Nubes de colores. Imagínese las posibilidades. El domingo hubiéramos podido tener una nube solitaria y roja sobre el estadio Monumental de Buenos Aires; el fin de semana hubiéramos podido tener una nube multicolor en Nueva York; el mes pasado una nube verde gigante sobre todo Colombia para conmemorar la coyuntura política; o todo el año nubes de color indefinido dispuestas a cambiar en el suspiro de un instante de acuerdo al estado anímico de los que viven aun en la tierra y que todavía no tienen paz; o toda una vida en la que los pelaos regalan nubes de colores a sus cielitos lindos. Y pensar que ni usted ni yo vamos a estar vivos para verlo.

Comentar

  1. Frente al cambio climático (y no sólo el climático, hay varias barreras terrestres que están siendo amenazadas o ya fueron sobrepasadas, como la cantidad de fósforo que llega al mar, la acidificación del océano, la pérdida de biodiversidad…) hay dos tipos de actitud posibles. La más efectiva (e indeseable) es reducir el ritmo de crecimiento y cambiar los patrones de consumo. En el otro extremo van las soluciones hi-tech (la geoingeniería, que llaman, y sobre la cual hubo una moratoria reciente porque son experimentos a gran escala que ni idea cómo puedan salir). Esas opciones no atacan el sistema de consumo actual sino que están precisamente planteadas para permitir que el ritmo actual siga. Que “la ciencia” solucione lo que la sociedad no estuvo dispuesta a asumir. Todo bien, tal vez algo funcione. Lo que preocupa es el efecto que tienen estas propuestas sobre el público. Cuando la noticia es ésa uno puede asombrarse, y de hecho sería algo asombroso, pero mucha gente tenderá a “fresquearse” porque alguien va a venir a solucionar el enredo en el que estamos. Eso es preocupante e irresponsable, pero claro, es mejor material de noticia que muchas otras cosas. ¡Saludos!

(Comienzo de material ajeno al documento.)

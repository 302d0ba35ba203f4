//! Screen buffer — a row-major grid of cells with dirty-row tracking.

use crate::cell::Cell;
use crate::geometry::Size;

/// A 2D grid of terminal cells representing one frame of content.
///
/// Writes go through [`ScreenBuffer::set`], which keeps wide-character
/// pairs consistent: a primary cell and its continuation are written
/// and cleared together, so the grid never holds half a glyph.
#[derive(Clone, Debug)]
pub struct ScreenBuffer {
    cells: Vec<Cell>,
    dirty_rows: Vec<bool>,
    width: u16,
    height: u16,
}

impl ScreenBuffer {
    /// Create a new buffer filled with blank cells.
    pub fn new(size: Size) -> Self {
        let len = usize::from(size.width) * usize::from(size.height);
        Self {
            cells: vec![Cell::blank(); len],
            dirty_rows: vec![true; usize::from(size.height)],
            width: size.width,
            height: size.height,
        }
    }

    /// Buffer dimensions.
    pub fn size(&self) -> Size {
        Size::new(self.width, self.height)
    }

    /// Buffer width in columns.
    pub fn width(&self) -> u16 {
        self.width
    }

    /// Buffer height in rows.
    pub fn height(&self) -> u16 {
        self.height
    }

    /// Reset every cell to blank and mark all rows dirty.
    pub fn clear(&mut self) {
        for cell in &mut self.cells {
            *cell = Cell::blank();
        }
        for row in &mut self.dirty_rows {
            *row = true;
        }
    }

    /// Resize the buffer. Contents are lost (filled with blanks).
    pub fn resize(&mut self, size: Size) {
        self.width = size.width;
        self.height = size.height;
        let len = usize::from(size.width) * usize::from(size.height);
        self.cells.clear();
        self.cells.resize(len, Cell::blank());
        self.dirty_rows.clear();
        self.dirty_rows.resize(usize::from(size.height), true);
    }

    /// The cell at (x, y), or `None` if out of bounds.
    pub fn get(&self, x: u16, y: u16) -> Option<&Cell> {
        if x < self.width && y < self.height {
            self.cells.get(self.index(x, y))
        } else {
            None
        }
    }

    /// A full row of cells, or `None` if out of bounds.
    pub fn row(&self, y: u16) -> Option<&[Cell]> {
        if y < self.height {
            let start = self.index(0, y);
            Some(&self.cells[start..start + usize::from(self.width)])
        } else {
            None
        }
    }

    /// Returns true if the row has been written since the last
    /// [`ScreenBuffer::clear_dirty`].
    pub fn is_row_dirty(&self, y: u16) -> bool {
        self.dirty_rows
            .get(usize::from(y))
            .copied()
            .unwrap_or(false)
    }

    /// Mark every row clean. Called after the buffer has been flushed.
    pub fn clear_dirty(&mut self) {
        for row in &mut self.dirty_rows {
            *row = false;
        }
    }

    /// Write a cell at (x, y). No-op when out of bounds.
    ///
    /// Wide-character discipline:
    /// - A wide glyph writes its continuation cell at `x+1` atomically,
    ///   both carrying the same style.
    /// - A wide glyph whose continuation would fall past the right edge
    ///   is replaced with a styled space.
    /// - Overwriting a continuation cell turns the orphaned primary to
    ///   its left into a space that keeps the primary's style.
    /// - Overwriting a wide primary turns its orphaned continuation
    ///   into a space that keeps that glyph's style.
    pub fn set(&mut self, x: u16, y: u16, cell: Cell) {
        if x >= self.width || y >= self.height || cell.is_continuation() {
            return;
        }

        self.mark_row(y);

        // Wide glyph with no room for its continuation: place a space.
        if cell.is_wide() && x + 1 >= self.width {
            let style = cell.style;
            let idx = self.index(x, y);
            self.cells[idx] = Cell::space(style);
            return;
        }

        let idx = self.index(x, y);

        // Orphan repair: the target is the second half of a wide glyph.
        if self.cells[idx].is_continuation() && x > 0 {
            let prev = self.index(x - 1, y);
            if self.cells[prev].is_wide() {
                let style = self.cells[prev].style;
                self.cells[prev] = Cell::space(style);
            }
        }

        // Orphan repair: the target is the first half of a wide glyph.
        if self.cells[idx].is_wide() && x + 1 < self.width {
            let next = self.index(x + 1, y);
            if self.cells[next].is_continuation() {
                let style = self.cells[next].style;
                self.cells[next] = Cell::space(style);
            }
        }

        let is_wide = cell.is_wide();
        let style = cell.style;
        self.cells[idx] = cell;

        if is_wide {
            let next = self.index(x + 1, y);
            // The continuation target may itself start a wide glyph;
            // repair that glyph's own continuation first.
            if self.cells[next].is_wide() && x + 2 < self.width {
                let after = self.index(x + 2, y);
                if self.cells[after].is_continuation() {
                    let after_style = self.cells[after].style;
                    self.cells[after] = Cell::space(after_style);
                }
            }
            self.cells[next] = Cell::continuation(style);
        }
    }

    /// Compare against the previously flushed buffer, producing the
    /// cell changes needed to bring the terminal up to date.
    ///
    /// Rows whose dirty bit is clear are skipped: a clean row has not
    /// been written since the last flush, so it already matches. A size
    /// mismatch degenerates to a full-buffer change list.
    pub fn diff(&self, previous: &ScreenBuffer) -> Vec<CellChange> {
        if self.width != previous.width || self.height != previous.height {
            return self.full_changes();
        }

        let mut changes = Vec::new();
        for y in 0..self.height {
            if !self.is_row_dirty(y) {
                continue;
            }
            for x in 0..self.width {
                let idx = self.index(x, y);
                if self.cells[idx] != previous.cells[idx] {
                    changes.push(CellChange {
                        x,
                        y,
                        cell: self.cells[idx].clone(),
                    });
                }
            }
        }
        changes
    }

    /// A change entry for every cell, ignoring any previous state.
    /// Used for the initial paint and after a resize.
    pub fn full_changes(&self) -> Vec<CellChange> {
        let mut changes = Vec::with_capacity(self.cells.len());
        for y in 0..self.height {
            for x in 0..self.width {
                changes.push(CellChange {
                    x,
                    y,
                    cell: self.cells[self.index(x, y)].clone(),
                });
            }
        }
        changes
    }

    /// Copy another buffer's contents into this one. Sizes must match;
    /// otherwise this buffer resizes to fit.
    pub fn copy_from(&mut self, other: &ScreenBuffer) {
        if self.width != other.width || self.height != other.height {
            self.resize(other.size());
        }
        self.cells.clone_from(&other.cells);
    }

    fn mark_row(&mut self, y: u16) {
        if let Some(row) = self.dirty_rows.get_mut(usize::from(y)) {
            *row = true;
        }
    }

    fn index(&self, x: u16, y: u16) -> usize {
        usize::from(y) * usize::from(self.width) + usize::from(x)
    }
}

/// A single cell change: position plus the new cell value.
#[derive(Clone, Debug, PartialEq, Eq)]
pub struct CellChange {
    /// Column position.
    pub x: u16,
    /// Row position.
    pub y: u16,
    /// New cell value.
    pub cell: Cell,
}

#[cfg(test)]
mod tests {
    use super::*;
    use crate::color::Color;
    use crate::style::Style;

    fn wide() -> Cell {
        Cell::new("\u{4e16}", Style::default()) // 世
    }

    #[test]
    fn new_buffer_all_blank() {
        let buf = ScreenBuffer::new(Size::new(10, 5));
        for y in 0..5 {
            for x in 0..10 {
                assert!(buf.get(x, y).is_some_and(Cell::is_blank));
            }
        }
    }

    #[test]
    fn set_and_get() {
        let mut buf = ScreenBuffer::new(Size::new(10, 5));
        let cell = Cell::new("A", Style::new().fg(Color::RED));
        buf.set(3, 2, cell.clone());
        assert_eq!(buf.get(3, 2), Some(&cell));
    }

    #[test]
    fn out_of_bounds_get_returns_none() {
        let buf = ScreenBuffer::new(Size::new(5, 3));
        assert!(buf.get(5, 0).is_none());
        assert!(buf.get(0, 3).is_none());
    }

    #[test]
    fn out_of_bounds_set_is_noop() {
        let mut buf = ScreenBuffer::new(Size::new(5, 3));
        buf.set(10, 10, Cell::new("X", Style::default()));
    }

    #[test]
    fn wide_glyph_writes_continuation() {
        let mut buf = ScreenBuffer::new(Size::new(10, 5));
        buf.set(3, 1, wide());
        assert!(buf.get(3, 1).is_some_and(Cell::is_wide));
        assert!(buf.get(4, 1).is_some_and(Cell::is_continuation));
    }

    #[test]
    fn continuation_carries_primary_style() {
        let mut buf = ScreenBuffer::new(Size::new(10, 1));
        let style = Style::new().fg(Color::CYAN).bold(true);
        buf.set(0, 0, Cell::new("\u{4e16}", style));
        assert_eq!(buf.get(1, 0).map(|c| c.style), Some(style));
    }

    #[test]
    fn wide_glyph_at_last_column_becomes_space() {
        let mut buf = ScreenBuffer::new(Size::new(5, 1));
        let style = Style::new().bg(Color::BLUE);
        buf.set(4, 0, Cell::new("\u{4e16}", style));
        let cell = buf.get(4, 0);
        assert_eq!(cell.map(|c| c.glyph.as_str()), Some(" "));
        assert_eq!(cell.map(|c| c.style), Some(style));
    }

    #[test]
    fn wide_glyph_continuation_exactly_at_last_column_fits() {
        let mut buf = ScreenBuffer::new(Size::new(6, 1));
        buf.set(4, 0, wide());
        assert!(buf.get(4, 0).is_some_and(Cell::is_wide));
        assert!(buf.get(5, 0).is_some_and(Cell::is_continuation));
    }

    #[test]
    fn overwrite_continuation_orphan_keeps_style() {
        let mut buf = ScreenBuffer::new(Size::new(10, 1));
        let style = Style::new().fg(Color::MAGENTA);
        buf.set(3, 0, Cell::new("\u{4e16}", style));
        // Write a narrow glyph over the continuation half.
        buf.set(4, 0, Cell::new("A", Style::default()));
        let orphan = buf.get(3, 0);
        assert_eq!(orphan.map(|c| c.glyph.as_str()), Some(" "));
        assert_eq!(orphan.map(|c| c.style), Some(style));
        assert_eq!(buf.get(4, 0).map(|c| c.glyph.as_str()), Some("A"));
        assert_eq!(buf.get(4, 0).map(|c| c.width), Some(1));
    }

    #[test]
    fn overwrite_primary_orphan_continuation_becomes_space() {
        let mut buf = ScreenBuffer::new(Size::new(10, 1));
        let style = Style::new().fg(Color::YELLOW);
        buf.set(3, 0, Cell::new("\u{4e16}", style));
        buf.set(3, 0, Cell::new("A", Style::default()));
        assert_eq!(buf.get(3, 0).map(|c| c.glyph.as_str()), Some("A"));
        let cont = buf.get(4, 0);
        assert_eq!(cont.map(|c| c.glyph.as_str()), Some(" "));
        assert_eq!(cont.map(|c| c.style), Some(style));
    }

    #[test]
    fn wide_over_wide_replaces_cleanly() {
        let mut buf = ScreenBuffer::new(Size::new(10, 1));
        buf.set(2, 0, Cell::new("\u{4e16}", Style::default()));
        buf.set(2, 0, Cell::new("\u{754c}", Style::default()));
        assert_eq!(buf.get(2, 0).map(|c| c.glyph.as_str()), Some("\u{754c}"));
        assert!(buf.get(3, 0).is_some_and(Cell::is_continuation));
    }

    #[test]
    fn wide_glyph_overlapping_next_wide_repairs_tail() {
        let mut buf = ScreenBuffer::new(Size::new(10, 1));
        // Glyphs at 2-3 and 4-5, then a wide write at 3 spans 3-4.
        buf.set(2, 0, Cell::new("\u{4e16}", Style::default()));
        buf.set(4, 0, Cell::new("\u{754c}", Style::default()));
        buf.set(3, 0, Cell::new("\u{4eba}", Style::default()));
        // 2 is an orphaned space, 3-4 the new pair, 5 a repaired space.
        assert_eq!(buf.get(2, 0).map(|c| c.glyph.as_str()), Some(" "));
        assert!(buf.get(3, 0).is_some_and(Cell::is_wide));
        assert!(buf.get(4, 0).is_some_and(Cell::is_continuation));
        assert_eq!(buf.get(5, 0).map(|c| c.glyph.as_str()), Some(" "));
    }

    #[test]
    fn continuation_cells_cannot_be_set_directly() {
        let mut buf = ScreenBuffer::new(Size::new(5, 1));
        buf.set(2, 0, Cell::continuation(Style::default()));
        assert!(buf.get(2, 0).is_some_and(Cell::is_blank));
    }

    #[test]
    fn diff_no_changes() {
        let a = ScreenBuffer::new(Size::new(5, 3));
        let b = ScreenBuffer::new(Size::new(5, 3));
        assert!(a.diff(&b).is_empty());
    }

    #[test]
    fn diff_identical_painted_buffers_is_empty() {
        let mut a = ScreenBuffer::new(Size::new(5, 3));
        let mut b = ScreenBuffer::new(Size::new(5, 3));
        a.set(1, 1, Cell::new("X", Style::default()));
        b.set(1, 1, Cell::new("X", Style::default()));
        assert!(a.diff(&b).is_empty());
    }

    #[test]
    fn diff_single_change() {
        let mut current = ScreenBuffer::new(Size::new(5, 3));
        let previous = ScreenBuffer::new(Size::new(5, 3));
        current.set(2, 1, Cell::new("A", Style::default()));
        let changes = current.diff(&previous);
        assert_eq!(changes.len(), 1);
        assert_eq!((changes[0].x, changes[0].y), (2, 1));
    }

    #[test]
    fn diff_style_only_change() {
        let mut current = ScreenBuffer::new(Size::new(5, 3));
        let mut previous = ScreenBuffer::new(Size::new(5, 3));
        previous.set(0, 0, Cell::new("A", Style::default()));
        current.set(0, 0, Cell::new("A", Style::new().bold(true)));
        assert_eq!(current.diff(&previous).len(), 1);
    }

    #[test]
    fn diff_wide_glyph_yields_primary_and_continuation() {
        let mut current = ScreenBuffer::new(Size::new(10, 1));
        let previous = ScreenBuffer::new(Size::new(10, 1));
        current.set(3, 0, wide());
        let changes = current.diff(&previous);
        assert_eq!(changes.len(), 2);
        assert_eq!(changes[0].cell.width, 2);
        assert_eq!(changes[1].cell.width, 0);
    }

    #[test]
    fn diff_size_mismatch_full_redraw() {
        let current = ScreenBuffer::new(Size::new(5, 3));
        let previous = ScreenBuffer::new(Size::new(10, 8));
        assert_eq!(current.diff(&previous).len(), 15);
    }

    #[test]
    fn clean_rows_are_skipped() {
        let mut current = ScreenBuffer::new(Size::new(5, 3));
        let previous = ScreenBuffer::new(Size::new(5, 3));
        current.set(1, 1, Cell::new("A", Style::default()));
        current.clear_dirty();
        // The write is still in the grid, but the row is clean: the
        // caller asserts it was already flushed.
        assert!(current.diff(&previous).is_empty());
        current.set(1, 1, Cell::new("B", Style::default()));
        assert_eq!(current.diff(&previous).len(), 1);
    }

    #[test]
    fn copy_from_matches_source() {
        let mut src = ScreenBuffer::new(Size::new(5, 3));
        src.set(2, 2, Cell::new("Z", Style::default()));
        let mut dst = ScreenBuffer::new(Size::new(5, 3));
        dst.copy_from(&src);
        assert_eq!(dst.get(2, 2).map(|c| c.glyph.as_str()), Some("Z"));
        assert!(src.diff(&dst).is_empty());
    }

    #[test]
    fn resize_marks_all_dirty() {
        let mut buf = ScreenBuffer::new(Size::new(5, 3));
        buf.clear_dirty();
        buf.resize(Size::new(8, 4));
        for y in 0..4 {
            assert!(buf.is_row_dirty(y));
        }
    }
}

    — ludovia_ · jun 28, 14:56 · #

  2. Pienso que las soluciones que la ciencia puede aportar tienen que ver con que no sea posible (factible? practico? realista?) un cambio radical en nuestras formas de vida. La ciencia puede entrar con una solucion que disminuya el dano o lo desacelere.
    Igual tiene sus riesgos. A mi lo que me sorprende de todo este tema es la frescura con la que los medios reportaron la noticia, demasiada frescura para un tema bastante serio.